Sweet Security, a Tel Aviv-based enterprise cloud protection platform, scored $75 million in Series B funding. Evolution Equity Partners led the round, which included participation from Munich Re Ventures, Glilot Capital Partners and Key1 Capital.
Tenzai, a Tel Aviv-based penetration testing platform using agentic AI, launched out of stealth with $75 million in seed funding from investors including Greylock Partners, Battery Ventures and Lux Capital.
Beside, an AI receptionist startup, has raised $32 million in Series A and seed funding from investors including EQT Ventures and Index Ventures.
Attentive.ai, a startup developing AI-based software for preconstruction and field-service workflows, secured $30.5 million in Series B financing.

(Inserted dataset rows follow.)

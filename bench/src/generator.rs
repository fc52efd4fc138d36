//! Case generation over the GPU × NUMA node × size matrix

use numacopy_gpu::GpuRuntime;
use numacopy_shared::{CaseOutcome, CaseParamError, CaseResult, CaseStage, MeasurementCase};
use tracing::{info, warn};

use crate::case::CaseRunner;
use crate::error::describe;
use crate::numa::NumaControl;
use crate::topology::{HostCapabilities, Topology};

/// Builds and runs one case per (NUMA node, GPU, size) combination
#[derive(Debug, Clone)]
pub struct CaseGenerator {
    topology: Topology,
    capabilities: HostCapabilities,
    size_exponents: Vec<u32>,
    filter: Option<String>,
}

impl CaseGenerator {
    pub fn new(
        topology: Topology,
        capabilities: HostCapabilities,
        size_exponents: Vec<u32>,
    ) -> Self {
        Self {
            topology,
            capabilities,
            size_exponents,
            filter: None,
        }
    }

    /// Only keep cases whose run name contains `filter`
    pub fn with_filter(mut self, filter: Option<String>) -> Self {
        self.filter = filter.filter(|f| !f.is_empty());
        self
    }

    pub fn topology(&self) -> &Topology {
        &self.topology
    }

    pub fn capabilities(&self) -> HostCapabilities {
        self.capabilities
    }

    /// Cases in execution order: GPU, then NUMA node, then size
    pub fn cases(&self) -> Result<Vec<MeasurementCase>, CaseParamError> {
        let mut cases = Vec::new();
        for (numa, gpu) in self.topology.pairs() {
            for &exp in &self.size_exponents {
                let case = MeasurementCase::new(numa, gpu, exp)?;
                if self
                    .filter
                    .as_deref()
                    .map_or(true, |f| case.run_name().contains(f))
                {
                    cases.push(case);
                }
            }
        }
        Ok(cases)
    }

    /// Run every case, reporting each result as soon as it is available
    ///
    /// A failed precondition skips the whole matrix without touching the
    /// GPU or the NUMA policy. Otherwise each case runs independently and a
    /// failing case never stops the ones after it.
    pub fn run<R, N>(
        &self,
        runner: &CaseRunner<'_, R, N>,
        mut on_result: impl FnMut(&CaseResult),
    ) -> Result<Vec<CaseResult>, CaseParamError>
    where
        R: GpuRuntime + ?Sized,
        N: NumaControl + ?Sized,
    {
        let cases = self.cases()?;
        info!("{} case(s) selected", cases.len());

        let precondition = self.capabilities.check().map_err(|e| describe(&e));
        if let Err(reason) = &precondition {
            warn!("skipping all cases: {}", reason);
        }

        let mut results = Vec::with_capacity(cases.len());
        for case in cases {
            let result = match &precondition {
                Ok(()) => runner.run(&case),
                Err(reason) => CaseResult::new(
                    case,
                    CaseOutcome::Skipped {
                        stage: CaseStage::Created,
                        reason: reason.clone(),
                    },
                ),
            };
            on_result(&result);
            results.push(result);
        }
        Ok(results)
    }
}

#[cfg(test)]
mod tests {
    use super::*;
    use crate::harness::IterationPolicy;
    use crate::numa::SimulatedNuma;
    use numacopy_gpu::sim::SimulatedGpu;

    const ALL: HostCapabilities = HostCapabilities {
        has_gpu: true,
        has_numa: true,
    };

    #[test]
    fn test_case_order() {
        let gen = CaseGenerator::new(Topology::new(vec![0, 1], vec![0, 1]), ALL, vec![8, 10]);
        let names: Vec<_> = gen.cases().unwrap().iter().map(|c| c.run_name()).collect();
        assert_eq!(names.len(), 8);
        assert_eq!(names[0], "Comm_NUMAMemcpy_GPUToWC/0/0/log2(N):8");
        assert_eq!(names[1], "Comm_NUMAMemcpy_GPUToWC/0/0/log2(N):10");
        assert_eq!(names[2], "Comm_NUMAMemcpy_GPUToWC/1/0/log2(N):8");
        assert_eq!(names[4], "Comm_NUMAMemcpy_GPUToWC/0/1/log2(N):8");
        assert_eq!(names[7], "Comm_NUMAMemcpy_GPUToWC/1/1/log2(N):10");
    }

    #[test]
    fn test_filter() {
        let gen = CaseGenerator::new(Topology::new(vec![0, 1], vec![0, 1]), ALL, vec![8, 10])
            .with_filter(Some("/1/0/".to_string()));
        let cases = gen.cases().unwrap();
        assert_eq!(cases.len(), 2);
        assert!(cases.iter().all(|c| c.numa_node_id() == 1 && c.gpu_id() == 0));
    }

    #[test]
    fn test_invalid_size_is_rejected() {
        let gen = CaseGenerator::new(Topology::new(vec![0], vec![0]), ALL, vec![64]);
        assert_eq!(
            gen.cases().unwrap_err(),
            CaseParamError::SizeExponentTooLarge(64)
        );
    }

    #[test]
    fn test_results_are_streamed() {
        let gpu = SimulatedGpu::new(1);
        let numa = SimulatedNuma::new(vec![0]);
        let runner = CaseRunner::new(&gpu, &numa, IterationPolicy::Fixed(1));
        let gen = CaseGenerator::new(Topology::new(vec![0], vec![0]), ALL, vec![8, 9, 10]);

        let mut seen = Vec::new();
        let results = gen.run(&runner, |r| seen.push(r.run_name.clone())).unwrap();
        assert_eq!(results.len(), 3);
        assert_eq!(seen.len(), 3);
        assert!(results.iter().all(CaseResult::is_success));
    }
}
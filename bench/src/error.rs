//! Error types for the measurement pipeline

use std::error::Error as _;

use numacopy_gpu::{GpuError, TimerError};
use numacopy_shared::{CaseStage, NumaNodeId, BENCHMARK_NAME};
use thiserror::Error;

use crate::numa::BindError;

/// Host-wide condition that prevents every case from running
#[derive(Copy, Clone, Debug, Error, Eq, PartialEq)]
pub enum PreconditionError {
    #[error("no CUDA device found")]
    NoGpu,

    #[error("NUMA not available")]
    NoNuma,
}

/// Failure of one measurement case
#[derive(Debug, Error)]
pub enum CaseError {
    #[error("failed to bind to NUMA node {node}")]
    Topology {
        node: NumaNodeId,
        #[source]
        source: BindError,
    },

    #[error("failed to reset CUDA device")]
    DeviceReset(#[source] GpuError),

    #[error("failed to set CUDA device")]
    DeviceSelect(#[source] GpuError),

    #[error("failed to perform cudaMalloc")]
    DeviceAlloc(#[source] GpuError),

    #[error("failed to perform cudaMemset")]
    DeviceFill(#[source] GpuError),

    #[error("failed to perform pinned cudaHostAlloc")]
    HostAlloc(#[source] GpuError),

    #[error("failed to create timing events")]
    TimerCreate(#[source] GpuError),

    #[error("failed to perform memcpy")]
    Transfer(#[source] GpuError),

    #[error("failed to get elapsed time")]
    TimerRead(#[source] GpuError),
}

impl CaseError {
    /// Last stage the case reached before this error
    pub fn stage(&self) -> CaseStage {
        match self {
            Self::Topology { .. } => CaseStage::Created,
            Self::DeviceReset(_)
            | Self::DeviceSelect(_)
            | Self::DeviceAlloc(_)
            | Self::DeviceFill(_) => CaseStage::Bound,
            Self::HostAlloc(_) => CaseStage::DeviceReady,
            Self::TimerCreate(_) => CaseStage::HostReady,
            Self::Transfer(_) | Self::TimerRead(_) => CaseStage::Measuring,
        }
    }

    /// Whether the error interrupted sampling, as opposed to setup
    pub fn is_measurement_failure(&self) -> bool {
        self.stage() == CaseStage::Measuring
    }
}

impl From<TimerError> for CaseError {
    fn from(e: TimerError) -> Self {
        match e {
            TimerError::Transfer(source) => Self::Transfer(source),
            TimerError::ElapsedRead(source) => Self::TimerRead(source),
        }
    }
}

/// Benchmark-prefixed message with the underlying cause, if any
pub fn describe(err: &(dyn std::error::Error + 'static)) -> String {
    match err.source() {
        Some(cause) => format!("{} {} ({})", BENCHMARK_NAME, err, cause),
        None => format!("{} {}", BENCHMARK_NAME, err),
    }
}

Insight Partners led the round, which included contributions from Vertex Ventures, Tenacity Ventures and InfoEdge Ventures.
Joy, a San Francisco-based AI-powered parenting platform, collected $14 million in Series A funding co-led by Forerunner Ventures and Raga Partners.
Uare.ai, a Palo Alto, Calif.-based startup building intelligent digital twins, was seeded with a $10.3 million investment led by Mayfield and Boldstart Ventures.
Theo Ai, a Palo Alto, Calif.-based predictive engine that forecasts the outcome of legal disputes, added a $3.4 million investment led by Run Ventures.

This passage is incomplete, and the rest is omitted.